What is needed →
First find the line with "filename crates/pg-gen/src/kpi.rs" in the entries below, then set down exactly every line through the line with "Values are JSON-serializable", that line included.

Listed entries →
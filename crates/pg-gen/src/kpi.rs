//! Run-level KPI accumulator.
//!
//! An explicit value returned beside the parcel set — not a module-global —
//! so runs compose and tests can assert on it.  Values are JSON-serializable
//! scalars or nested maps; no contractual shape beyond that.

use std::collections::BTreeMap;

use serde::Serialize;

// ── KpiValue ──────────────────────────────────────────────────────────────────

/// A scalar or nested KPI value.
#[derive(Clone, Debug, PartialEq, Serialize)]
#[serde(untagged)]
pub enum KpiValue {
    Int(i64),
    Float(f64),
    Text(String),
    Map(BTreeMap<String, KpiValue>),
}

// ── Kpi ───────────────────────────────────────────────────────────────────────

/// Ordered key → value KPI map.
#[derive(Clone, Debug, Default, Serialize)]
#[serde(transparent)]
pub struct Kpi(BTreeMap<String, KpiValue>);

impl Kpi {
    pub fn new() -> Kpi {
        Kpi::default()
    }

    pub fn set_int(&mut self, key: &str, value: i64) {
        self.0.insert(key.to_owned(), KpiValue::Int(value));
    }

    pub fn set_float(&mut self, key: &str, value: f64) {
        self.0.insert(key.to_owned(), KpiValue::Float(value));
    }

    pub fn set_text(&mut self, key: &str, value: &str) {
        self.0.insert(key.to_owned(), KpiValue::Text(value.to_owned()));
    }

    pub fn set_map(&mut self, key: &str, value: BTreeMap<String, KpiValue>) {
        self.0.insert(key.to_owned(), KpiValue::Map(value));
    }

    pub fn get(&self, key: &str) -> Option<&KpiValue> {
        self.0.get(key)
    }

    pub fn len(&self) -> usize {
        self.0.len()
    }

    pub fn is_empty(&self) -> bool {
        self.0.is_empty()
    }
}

==

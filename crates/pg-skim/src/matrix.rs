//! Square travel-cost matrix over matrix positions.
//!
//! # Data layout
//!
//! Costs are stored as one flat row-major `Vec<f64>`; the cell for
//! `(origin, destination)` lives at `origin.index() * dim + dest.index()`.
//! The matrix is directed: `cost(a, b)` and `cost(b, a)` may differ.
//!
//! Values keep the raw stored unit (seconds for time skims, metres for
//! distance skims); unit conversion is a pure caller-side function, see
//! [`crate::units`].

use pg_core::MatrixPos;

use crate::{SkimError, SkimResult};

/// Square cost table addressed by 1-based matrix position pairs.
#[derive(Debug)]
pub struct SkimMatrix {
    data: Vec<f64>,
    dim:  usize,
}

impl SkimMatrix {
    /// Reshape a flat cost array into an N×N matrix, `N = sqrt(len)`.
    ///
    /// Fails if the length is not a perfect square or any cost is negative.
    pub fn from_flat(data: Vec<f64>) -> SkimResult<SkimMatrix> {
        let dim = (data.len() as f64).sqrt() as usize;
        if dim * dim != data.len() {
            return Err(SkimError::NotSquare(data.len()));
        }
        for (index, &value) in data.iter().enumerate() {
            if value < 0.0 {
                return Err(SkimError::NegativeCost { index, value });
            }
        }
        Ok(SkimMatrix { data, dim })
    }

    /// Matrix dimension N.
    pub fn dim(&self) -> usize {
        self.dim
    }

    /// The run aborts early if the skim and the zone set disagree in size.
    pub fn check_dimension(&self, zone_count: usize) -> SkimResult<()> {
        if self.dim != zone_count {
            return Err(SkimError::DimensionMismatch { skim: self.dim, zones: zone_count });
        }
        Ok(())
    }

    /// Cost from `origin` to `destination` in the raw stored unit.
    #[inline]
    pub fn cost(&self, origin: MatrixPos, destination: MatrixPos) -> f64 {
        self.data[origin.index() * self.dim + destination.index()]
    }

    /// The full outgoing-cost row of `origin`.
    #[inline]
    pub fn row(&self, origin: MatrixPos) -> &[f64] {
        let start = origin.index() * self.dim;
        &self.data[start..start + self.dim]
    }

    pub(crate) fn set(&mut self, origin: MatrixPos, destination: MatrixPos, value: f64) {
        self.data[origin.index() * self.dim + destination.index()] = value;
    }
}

Task output →
filename crates/pg-gen/src/kpi.rs
//! Run-level KPI accumulator.
//!
//! An explicit value returned beside the parcel set — not a module-global —
//! so runs compose and tests can assert on it.  Values are JSON-serializable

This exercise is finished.